# Sharing my implementation and looking for an even more concise one.

• I have checked many implementations of iterative solutions to this problem; many of them seem to be rather verbose. After some investigations, I have come up with this following solution:

``````vector<int> postorderTraversal(TreeNode *root) {
stack<TreeNode*> s;
TreeNode* cur = root;
vector<int> temp;
while(true)
{
if (cur == NULL)  // If the current branch is finished, then go back to the most recent unvisited branch
{
if (!s.empty()) {cur = s.top(); s.pop(); continue;} // Checked the first unvisited branch
else break;
}
temp.push_back(cur->val); // Add the current value to the FRONT of list
s.push(cur->left);         // Push the left child to the stack
cur = cur->right;          // Go the right child
}
// Don't forget to reverse the 'right-to-left' pre-order traversal!
return vector<int>(temp.rbegin(), temp.rend());
}
``````

The idea is to exploit the fact that Post-order Traversal is equivalent to the REVERSE of a 'right-to-left' (i.e. traverse the right children then the left ones) pre-order traversal. For example, for the following tree:

``````       A
/ \
B   C
/ \
D   E
``````

post-order: D E B C A

'right-to-left' pre-order: A C B E D

As for the pre-order traversal, we initialize the current node to the root. Then we keep adding the value of the current node to the traversal list, and then push its left child to a stack, and set its right child as the current node. That way, each element in the stack represents the root of a branch that we should visit at later time, with the top element being the first one that we visit as soon as we get the chance to.

If we find the current node is NULL, it means we have reached the end of a branch, then we should visit a new branch beginning at the top of the stack. If the top element of the stack is also NULL, it means this branch does not contain anything, then we should pop it out, then check the new top element until it is no longer NULL. If the stack turns empty before we find a non-NULL node in it, then we have visited all the nodes in the tree.

And it boils down to this simple iterative rule:

In each iteration

1. If the current node is not NULL, then

A) add its value to the traversal list, and

B) push its LEFT child to stack, and

C) go to its RIGHT child.

1. If the current node is NULL, then set the current node to the top of the stack (terminate if the stack is already empty).

Implementation-wise, this is the most concise solution I have come up so far.

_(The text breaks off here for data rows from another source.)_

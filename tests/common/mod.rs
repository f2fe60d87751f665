//! Shared test utilities for integration tests.
//!
//! Not all functions are used by every test file, but they're shared across tests.
#![allow(dead_code)]

use std::collections::VecDeque;
use std::path::Path;

use git2::{Oid, Repository, Signature};

use czmono::PromptError;
use czmono::flow::{Prompter, TextQuestion};

/// A test git repository builder for integration tests.
pub struct TestRepo {
    pub dir: tempfile::TempDir,
    pub repo: Repository,
}

impl TestRepo {
    /// Create a new empty git repository in a temp directory.
    pub fn new() -> Self {
        let dir = tempfile::tempdir().expect("Failed to create temp directory");
        let repo = Repository::init(dir.path()).expect("Failed to init git repo");

        let mut config = repo.config().expect("Failed to open repo config");
        config.set_str("user.name", "Test User").expect("Failed to set user.name");
        config
            .set_str("user.email", "test@example.com")
            .expect("Failed to set user.email");

        Self { dir, repo }
    }

    pub fn root(&self) -> &Path {
        self.dir.path()
    }

    /// Write a file relative to the repository root, creating parent directories.
    pub fn write(&self, relative: &str, content: &str) {
        let path = self.root().join(relative);
        std::fs::create_dir_all(path.parent().expect("path has a parent"))
            .expect("Failed to create directories");
        std::fs::write(&path, content).expect("Failed to write file");
    }

    /// Write a file and add it to the index.
    pub fn stage(&self, relative: &str, content: &str) {
        self.write(relative, content);
        let mut index = self.repo.index().expect("Failed to get index");
        index.add_path(Path::new(relative)).expect("Failed to add file");
        index.write().expect("Failed to write index");
    }

    /// Commit whatever the index holds. Returns the commit OID.
    pub fn commit(&self, message: &str) -> Oid {
        let sig = Signature::now("Test User", "test@example.com").expect("Failed to create signature");
        let mut index = self.repo.index().expect("Failed to get index");
        let tree_id = index.write_tree().expect("Failed to write tree");
        let tree = self.repo.find_tree(tree_id).expect("Failed to find tree");

        let parent = self.repo.head().ok().and_then(|h| h.peel_to_commit().ok());
        let parents: Vec<&git2::Commit> = parent.iter().collect();

        self.repo
            .commit(Some("HEAD"), &sig, &sig, message, &tree, &parents)
            .expect("Failed to create commit")
    }

    /// Message of the commit `HEAD` points to.
    pub fn head_message(&self) -> String {
        self.repo
            .head()
            .and_then(|h| h.peel_to_commit())
            .expect("HEAD has a commit")
            .message()
            .unwrap_or_default()
            .to_string()
    }
}

/// One canned reply for a [`ScriptedPrompter`].
#[derive(Debug, Clone)]
pub enum Reply {
    Select(usize),
    Multi(Vec<usize>),
    Text(&'static str),
    Confirm(bool),
}

/// A prompter that replays canned replies in order.
///
/// An empty text reply takes the question's default, like pressing enter.
/// A reply the question's validator rejects is recorded and the question is
/// asked again with the next reply, as dialoguer does.
#[derive(Debug, Default)]
pub struct ScriptedPrompter {
    replies: VecDeque<Reply>,
    pub prompts: Vec<String>,
    pub multi_defaults: Vec<Vec<bool>>,
    pub text_defaults: Vec<Option<String>>,
    pub rejections: Vec<String>,
}

impl ScriptedPrompter {
    pub fn new(replies: Vec<Reply>) -> Self {
        Self {
            replies: replies.into(),
            ..Default::default()
        }
    }

    pub fn is_exhausted(&self) -> bool {
        self.replies.is_empty()
    }

    fn next(&mut self, prompt: &str) -> Reply {
        self.prompts.push(prompt.to_string());
        self.replies
            .pop_front()
            .unwrap_or_else(|| panic!("No scripted reply for prompt: {}", prompt))
    }
}

impl Prompter for ScriptedPrompter {
    fn select(&mut self, prompt: &str, _items: &[String], _default: usize) -> Result<usize, PromptError> {
        match self.next(prompt) {
            Reply::Select(index) => Ok(index),
            other => panic!("Expected select reply for {:?}, got {:?}", prompt, other),
        }
    }

    fn multi_select(
        &mut self,
        prompt: &str,
        _items: &[String],
        defaults: &[bool],
    ) -> Result<Vec<usize>, PromptError> {
        self.multi_defaults.push(defaults.to_vec());
        match self.next(prompt) {
            Reply::Multi(indices) => Ok(indices),
            other => panic!("Expected multi-select reply for {:?}, got {:?}", prompt, other),
        }
    }

    fn input(&mut self, question: &TextQuestion<'_>) -> Result<String, PromptError> {
        self.text_defaults.push(question.default.map(str::to_string));
        loop {
            let text = match self.next(question.prompt) {
                Reply::Text(text) => text,
                other => panic!("Expected text reply for {:?}, got {:?}", question.prompt, other),
            };
            let text = match (text, question.default) {
                ("", Some(default)) => default,
                (text, _) => text,
            };
            match question.validate.map(|validate| validate(text)) {
                Some(Err(message)) => self.rejections.push(message),
                _ => return Ok(text.to_string()),
            }
        }
    }

    fn confirm(&mut self, prompt: &str, _default: bool) -> Result<bool, PromptError> {
        match self.next(prompt) {
            Reply::Confirm(value) => Ok(value),
            other => panic!("Expected confirm reply for {:?}, got {:?}", prompt, other),
        }
    }
}
//! Paths staged in the git index.

use git2::{ErrorCode, Repository, Tree};
use tracing::{debug, warn};

use crate::error::ChangeQueryError;

/// Source of the paths a commit would change.
///
/// This abstraction allows faking the repository in tests.
#[cfg_attr(test, mockall::automock)]
pub trait ChangeSource {
    /// Paths staged for commit, relative to the repository root.
    fn staged_paths(&self) -> Result<Vec<String>, ChangeQueryError>;
}

/// Reads staged paths by diffing `HEAD` against the index.
pub struct GitIndexChangeSource<'repo> {
    repo: &'repo Repository,
}

impl<'repo> GitIndexChangeSource<'repo> {
    pub fn new(repo: &'repo Repository) -> Self {
        Self { repo }
    }
}

impl ChangeSource for GitIndexChangeSource<'_> {
    fn staged_paths(&self) -> Result<Vec<String>, ChangeQueryError> {
        if self.repo.is_bare() {
            return Err(ChangeQueryError::BareRepository);
        }

        let head_tree = resolve_head_tree(self.repo).map_err(ChangeQueryError::DiffFailed)?;
        let diff = self
            .repo
            .diff_tree_to_index(head_tree.as_ref(), None, None)
            .map_err(ChangeQueryError::DiffFailed)?;

        let mut paths: Vec<String> = diff
            .deltas()
            .filter_map(|delta| {
                delta
                    .new_file()
                    .path()
                    .or_else(|| delta.old_file().path())
                    .map(|p| p.to_string_lossy().to_string())
            })
            .filter(|p| !p.is_empty())
            .collect();
        paths.dedup();

        debug!(count = paths.len(), "Collected staged paths");
        Ok(paths)
    }
}

/// Resolve the HEAD tree; `None` for a repository without commits.
pub(crate) fn resolve_head_tree(repo: &Repository) -> Result<Option<Tree<'_>>, git2::Error> {
    let head_ref = match repo.head() {
        Ok(r) => r,
        Err(e) if e.code() == ErrorCode::UnbornBranch || e.code() == ErrorCode::NotFound => {
            return Ok(None);
        }
        Err(e) => return Err(e),
    };

    head_ref.peel_to_tree().map(Some)
}

/// Staged paths, or an empty list when the query fails.
///
/// Package detection is a convenience; a failed query should not stop the
/// prompt, so the error is logged and nothing is preselected.
pub fn changed_paths_or_empty(source: &dyn ChangeSource) -> Vec<String> {
    match source.staged_paths() {
        Ok(paths) => paths,
        Err(e) => {
            warn!("Could not list staged files, no packages will be preselected: {}", e);
            Vec::new()
        }
    }
}

#[cfg(test)]
mod tests {
    use super::*;
    use git2::Signature;
    use std::path::Path;

    fn init_repo() -> (tempfile::TempDir, Repository) {
        let dir = tempfile::tempdir().unwrap();
        let repo = Repository::init(dir.path()).unwrap();
        (dir, repo)
    }

    fn stage(repo: &Repository, dir: &Path, relative: &str, content: &str) {
        let path = dir.join(relative);
        std::fs::create_dir_all(path.parent().unwrap()).unwrap();
        std::fs::write(&path, content).unwrap();
        let mut index = repo.index().unwrap();
        index.add_path(Path::new(relative)).unwrap();
        index.write().unwrap();
    }

    fn commit_index(repo: &Repository) {
        let sig = Signature::now("Test", "test@test.com").unwrap();
        let tree_id = repo.index().unwrap().write_tree().unwrap();
        let tree = repo.find_tree(tree_id).unwrap();
        let parent = repo.head().ok().and_then(|h| h.peel_to_commit().ok());
        let parents: Vec<&git2::Commit> = parent.iter().collect();
        repo.commit(Some("HEAD"), &sig, &sig, "init", &tree, &parents).unwrap();
    }

    #[test]
    fn test_unborn_head_lists_all_staged_files() {
        let (dir, repo) = init_repo();
        stage(&repo, dir.path(), "packages/core/index.js", "module.exports = 1;\n");
        stage(&repo, dir.path(), "README.md", "# readme\n");

        let mut paths = GitIndexChangeSource::new(&repo).staged_paths().unwrap();
        paths.sort();
        assert_eq!(paths, vec!["README.md".to_string(), "packages/core/index.js".to_string()]);
    }

    #[test]
    fn test_only_staged_changes_are_listed() {
        let (dir, repo) = init_repo();
        stage(&repo, dir.path(), "a.txt", "one\n");
        commit_index(&repo);

        stage(&repo, dir.path(), "pkgs/a/x.js", "x\n");
        std::fs::write(dir.path().join("unstaged.txt"), "not added\n").unwrap();

        let paths = GitIndexChangeSource::new(&repo).staged_paths().unwrap();
        assert_eq!(paths, vec!["pkgs/a/x.js".to_string()]);
    }

    #[test]
    fn test_deleted_file_reports_old_path() {
        let (dir, repo) = init_repo();
        stage(&repo, dir.path(), "pkgs/a/gone.js", "bye\n");
        commit_index(&repo);

        let mut index = repo.index().unwrap();
        index.remove_path(Path::new("pkgs/a/gone.js")).unwrap();
        index.write().unwrap();

        let paths = GitIndexChangeSource::new(&repo).staged_paths().unwrap();
        assert_eq!(paths, vec!["pkgs/a/gone.js".to_string()]);
    }

    #[test]
    fn test_clean_index_has_no_paths() {
        let (dir, repo) = init_repo();
        stage(&repo, dir.path(), "a.txt", "one\n");
        commit_index(&repo);

        assert!(GitIndexChangeSource::new(&repo).staged_paths().unwrap().is_empty());
    }

    #[test]
    fn test_bare_repository_is_an_error() {
        let dir = tempfile::tempdir().unwrap();
        let repo = Repository::init_bare(dir.path()).unwrap();

        let result = GitIndexChangeSource::new(&repo).staged_paths();
        assert!(matches!(result, Err(ChangeQueryError::BareRepository)));
    }

    #[test]
    fn test_changed_paths_or_empty_passes_paths_through() {
        let mut source = MockChangeSource::new();
        source
            .expect_staged_paths()
            .times(1)
            .returning(|| Ok(vec!["pkgs/a/x.js".to_string()]));

        assert_eq!(changed_paths_or_empty(&source), vec!["pkgs/a/x.js".to_string()]);
    }

    #[test]
    fn test_changed_paths_or_empty_degrades_on_error() {
        let mut source = MockChangeSource::new();
        source
            .expect_staged_paths()
            .times(1)
            .returning(|| Err(ChangeQueryError::BareRepository));

        assert!(changed_paths_or_empty(&source).is_empty());
    }
}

And the code can be applied almost directly to a similar problem ('Binary Tree Pre-Order Traversal') with little modification.
I really would like to know if there is any better algorithm that would result in an even more concise implementation than this one. Any comments/suggestions are welcome!

• wouldn't a two stack solution be simpler? one stack for the tree node to keep track of the traversal, another stack for the values visited.

• checkout my solution. :)

``````vector<int> postorderTraversal(TreeNode *root) {
vector<int> ret;
if (root == NULL)
return ret;

stack<TreeNode *> s;
s.push(root);
while (!s.empty()) {
TreeNode *cur = s.top();
s.pop();
ret.push_back(cur->val);
if (cur->left != NULL)
s.push(cur->left);
if (cur->right != NULL)
s.push(cur->right);
}
reverse(ret.begin(), ret.end());
return ret;
}
``````

• Excellent idea, reversing the preorder!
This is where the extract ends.